By Victoria Bourne
After two months of social media posts hinting of impending change at Suffolk’s Brick & Mortar Brewing Company, the word finally came out this week that the brewery – in name at least – will be no more.
The city’s first brewery has been relaunched as Nansemond Brewing Station. The new name comes with a new brewer – Chris Richards of Portsmouth’s MoMac Brewing Company will brew at Nansemond as well — and new beers, according to a press release and managing co-owner Jennifer Siebert.

The brewery reopens officially Sept. 14, but a sneak peek tasting is planned for Saturday during Taste of Suffolk, weather permitting. Nansemond Brewing will be set up in a courtyard off North Main Street.
“Chris brings a wealth of knowledge and experience that will only exceed all craft beer lovers’ expectations,” Siebert said, via email Tuesday.
He replaces Dave Stacknick, who helped launch the brewery as head brewer and co-owner in 2017. In a texted statement Thursday, Stacknick said the brewery has experienced operational complications from day one.
“This has been quite an extraordinarily stressful and tiresome effort.”

Due to increasing financial responsibilities, he and his wife, Rachel Stacknick, have had to sell a parcel amount of their shares in the brewery. He is now focused on finishing his engineering degree and she has returned to working with a real estate company.
The brewery is getting a second chance that companies don’t see every day, Stacknick said.
Siebert and her husband Scott Siebert, the other managing owner, have been with the brewery since its inception. They are Suffolk residents and will direct day-to-day functions.
Otherwise company ownership remains in the hands of a group of local investors who also have a stake in MoMac, according to the press release.
The brewery’s new name hearkens back to Nansemond County, which became part of modern-day Suffolk after a 1974 merger, and one of city’s most iconic landmarks, the Seaboard Railway Station, which dates to the late 1800s and now operates as a museum.
The now former Brick & Mortar opened on St. Patrick’s Day 2018 in a one-story, early 20th-century brick building on East Washington Street from which Chalmers and Ford automobiles were once sold and serviced.

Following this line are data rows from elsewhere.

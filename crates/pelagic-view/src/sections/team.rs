//! Team roster grid: expertise filter, role grouping, member modal.

use pelagic_content::classify::Classifier;
use pelagic_content::record::Record;
use pelagic_content::team::{FILTER_TOKENS, TEAM, TeamMember, stats};
use pelagic_state::{Catalog, SelectMode, Selection};

use crate::compose::SectionComposer;
use crate::node::ViewNode;

/// The team grid. Members are filtered by expertise token, then grouped
/// into role buckets by the first-match classifier; group order follows the
/// rule table, with the fallback bucket last.
#[derive(Debug)]
pub struct TeamSection {
    catalog: Catalog<TeamMember>,
    classifier: Classifier,
    selection: Selection,
}

impl TeamSection {
    pub fn new() -> Self {
        Self {
            catalog: Catalog::new(&TEAM, FILTER_TOKENS),
            classifier: Classifier::team(),
            selection: Selection::new(SelectMode::Replace),
        }
    }

    /// Switch the expertise filter.
    ///
    /// # Panics
    ///
    /// Panics on a token outside the declared filter set.
    pub fn set_filter(&mut self, token: &str) {
        self.catalog.set_filter(token);
    }

    pub fn active_filter(&self) -> &'static str {
        self.catalog.active_filter()
    }

    /// Open the profile modal for a member.
    ///
    /// # Panics
    ///
    /// Panics if `id` is not a roster id.
    pub fn select(&mut self, id: &str) {
        self.selection.select(id, &self.catalog);
    }

    pub fn clear_selection(&mut self) {
        self.selection.clear();
    }

    pub fn selected(&self) -> Option<&'static TeamMember> {
        self.selection.resolve(&self.catalog)
    }

    fn member_card(&self, member: &'static TeamMember) -> ViewNode {
        let mut children = vec![ViewNode::Badge {
            label: member.role.to_owned(),
            tone: "role",
        }];
        children.extend(member.expertise.iter().map(|tag| ViewNode::Badge {
            label: (*tag).to_owned(),
            tone: "expertise",
        }));
        ViewNode::Card {
            id: member.id(),
            title: member.name.to_owned(),
            selected: self.selection.is_selected(member.id()),
            children,
        }
    }

    fn profile(&self, member: &'static TeamMember) -> ViewNode {
        let mut children = vec![
            ViewNode::Heading(member.role.to_owned()),
            ViewNode::text(member.bio),
            ViewNode::KeyValue(vec![(
                "Country".to_owned(),
                member.country.to_owned(),
            )]),
        ];
        for (label, link) in [
            ("GitHub", member.links.github),
            ("LinkedIn", member.links.linkedin),
            ("Website", member.links.website),
        ] {
            if let Some(target) = link {
                children.push(ViewNode::Link { label, target });
            }
        }
        ViewNode::Modal {
            title: member.name.to_owned(),
            children,
        }
    }
}

impl Default for TeamSection {
    fn default() -> Self {
        Self::new()
    }
}

impl SectionComposer for TeamSection {
    fn anchor(&self) -> &'static str {
        "team"
    }

    fn title(&self) -> &'static str {
        "Meet the Team"
    }

    fn build(&self) -> ViewNode {
        let team_stats = stats();
        let mut children = vec![
            ViewNode::FilterBar {
                tokens: self.catalog.tokens(),
                active: self.catalog.active_filter(),
            },
            ViewNode::KeyValue(vec![
                ("Members".to_owned(), team_stats.members.to_string()),
                ("Countries".to_owned(), team_stats.countries.to_string()),
                (
                    "Expertise Areas".to_owned(),
                    team_stats.expertise_areas.to_string(),
                ),
            ]),
        ];
        children.extend(self.catalog.grouped(&self.classifier).into_iter().map(
            |(bucket, members)| ViewNode::Group {
                title: bucket,
                children: members.into_iter().map(|m| self.member_card(m)).collect(),
            },
        ));
        if let Some(member) = self.selected() {
            children.push(self.profile(member));
        }
        ViewNode::Section {
            anchor: self.anchor(),
            title: self.title(),
            children,
        }
    }
}

#[cfg(test)]
mod tests {
    use super::*;

    #[test]
    fn default_filter_shows_full_roster() {
        let tree = TeamSection::new().build();
        assert_eq!(tree.card_ids().len(), TEAM.len());
    }

    #[test]
    fn groups_follow_rule_table_order() {
        let section = TeamSection::new();
        let tree = section.build();
        let mut groups = Vec::new();
        tree.walk(&mut |node| {
            if let ViewNode::Group { title, .. } = node {
                groups.push(*title);
            }
        });
        let expected: Vec<_> = Classifier::team()
            .buckets()
            .filter(|b| groups.contains(b))
            .collect();
        assert_eq!(groups, expected);
    }

    #[test]
    fn filter_narrows_the_grid() {
        let mut section = TeamSection::new();
        section.set_filter("marine");
        let tree = section.build();
        let shown = tree.card_ids();
        assert!(!shown.is_empty());
        assert!(shown.len() < TEAM.len());
        for id in shown {
            let member = TEAM.iter().find(|m| m.id == id).unwrap();
            assert!(member.matches("marine"));
        }
    }

    #[test]
    fn profile_modal_links_only_existing_profiles() {
        let mut section = TeamSection::new();
        section.select("r-ellison");
        let tree = section.build();
        // Rachel has LinkedIn and a website, no GitHub.
        let mut labels = Vec::new();
        tree.walk(&mut |node| {
            if let ViewNode::Link { label, .. } = node {
                labels.push(*label);
            }
        });
        assert_eq!(labels, vec!["LinkedIn", "Website"]);
    }

    #[test]
    fn filter_does_not_invalidate_selection() {
        // Selection points into the full catalog; narrowing the grid keeps
        // the modal open.
        let mut section = TeamSection::new();
        section.select("r-ellison");
        section.set_filter("robotics");
        assert!(section.selected().is_some());
    }
}
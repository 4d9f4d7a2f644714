//! Boundary to the VOPRF primitive provider.
//!
//! The codec and key store only ever talk to a [`VoprfSuite`]; group
//! arithmetic, hash-to-group and DLEQ proofs live behind it.

use core::fmt;
use rand_core::{CryptoRng, RngCore};

use crate::types::SuiteParams;

#[derive(Clone, Copy, Debug, Eq, PartialEq)]
pub enum VoprfError {
    BadPrivateKey,
    BadElementEncoding,
    IdentityElement,
    HashToGroupFailed,
    ProofFailed,
}

impl fmt::Display for VoprfError {
    fn fmt(&self, f: &mut fmt::Formatter<'_>) -> fmt::Result {
        match self {
            Self::BadPrivateKey => f.write_str("malformed or zero private key scalar"),
            Self::BadElementEncoding => f.write_str("malformed group element encoding"),
            Self::IdentityElement => f.write_str("group element is the identity"),
            Self::HashToGroupFailed => f.write_str("hash to group failed"),
            Self::ProofFailed => f.write_str("DLEQ proof generation or verification failed"),
        }
    }
}

impl std::error::Error for VoprfError {}

/// A deserialized group element.
pub trait GroupElement {
    fn serialize(&self, compressed: bool) -> Vec<u8>;
    fn is_identity(&self) -> bool;
}

/// Raw (unprefixed) key pair as produced by the provider.
#[derive(Clone)]
pub struct RawKeyPair {
    pub private_key: Vec<u8>,
    pub public_key: Vec<u8>,
}

/// Serialized DLEQ proof `c || s`.
#[derive(Clone, Debug, PartialEq, Eq)]
pub struct DleqProof(pub Vec<u8>);

/// Outcome of a blind evaluation. The proof is optional because a
/// provider running in base (non-verifiable) mode returns none.
#[derive(Clone, Debug)]
pub struct BlindEvaluation<E> {
    pub evaluated: Vec<E>,
    pub proof: Option<DleqProof>,
}

/// VOPRF primitive provider (one ciphersuite).
pub trait VoprfSuite: Send + Sync {
    type Element: GroupElement;

    /// Group sizes of the suite.
    fn params(&self) -> SuiteParams;

    /// # Errors
    /// Returns `VoprfError` if the provider cannot derive a key.
    fn generate_key_pair<R: RngCore + CryptoRng>(&self, rng: &mut R) -> Result<RawKeyPair, VoprfError> {
        let private_key = self.random_private_key(rng);
        let public_key = self.derive_public_key(&private_key)?;
        Ok(RawKeyPair { private_key, public_key })
    }

    fn random_private_key<R: RngCore + CryptoRng>(&self, rng: &mut R) -> Vec<u8>;

    /// # Errors
    /// `VoprfError::BadPrivateKey` for an invalid scalar encoding.
    fn derive_public_key(&self, private_key: &[u8]) -> Result<Vec<u8>, VoprfError>;

    /// # Errors
    /// `VoprfError::BadElementEncoding` or `VoprfError::IdentityElement`.
    fn deserialize_element(&self, bytes: &[u8]) -> Result<Self::Element, VoprfError>;

    /// Evaluate blinded elements under `private_key` and prove it.
    ///
    /// # Errors
    /// Returns `VoprfError` if the key is invalid or proof generation fails.
    fn blind_evaluate<R: RngCore + CryptoRng>(
        &self,
        private_key: &[u8],
        blinded: &[Self::Element],
        rng: &mut R,
    ) -> Result<BlindEvaluation<Self::Element>, VoprfError>;

    /// Non-blind evaluation of `input`, serialized as a compressed element.
    ///
    /// # Errors
    /// Returns `VoprfError` if the key is invalid or `input` hashes to the identity.
    fn deterministic_evaluate(&self, private_key: &[u8], input: &[u8]) -> Result<Vec<u8>, VoprfError>;
}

Inside not much will change, Siebert says, save for some cosmetic alterations with the rebranding. The 10-barrel brewhouse remains. A new outdoor beer garden, for which the brewery received a $15,000 grant from a city business launch competition, should be completed by reopening.
Seven new beers will debut this month with styles ranging from pale ale to stout; a raspberry hefeweizen and New England IPA will hit marks along the way. None of the Brick & Mortar beers will return, Siebert said.
Hours, which had been truncated to three-days a week during the transition, will be bumped up to five days – Tuesdays through Saturdays, closed Sundays and Mondays. Any lingering Brick & Mortar gift cards will be honored indefinitely, Siebert said, but the mug club was suspended and there are no plans to resurrect it under the Nansemond Brewing Station banner.
Siebert said they’re excited by this next chapter and grateful that people have hung in with them throughout the changeover. When asked why it took so long for the relaunch to be announced, Siebert said “transition simply takes time.”
“You know it’s the oldest story in the book. Sometimes people go into business together and it just doesn’t work out. After (Brick & Mortar) experienced some operational challenges, our ownership group decided collectively that the best path forward was to rebrand.”
A collective decision was also made to rename the brewery “in order to move forward on a positive path with a fresh start,” she said.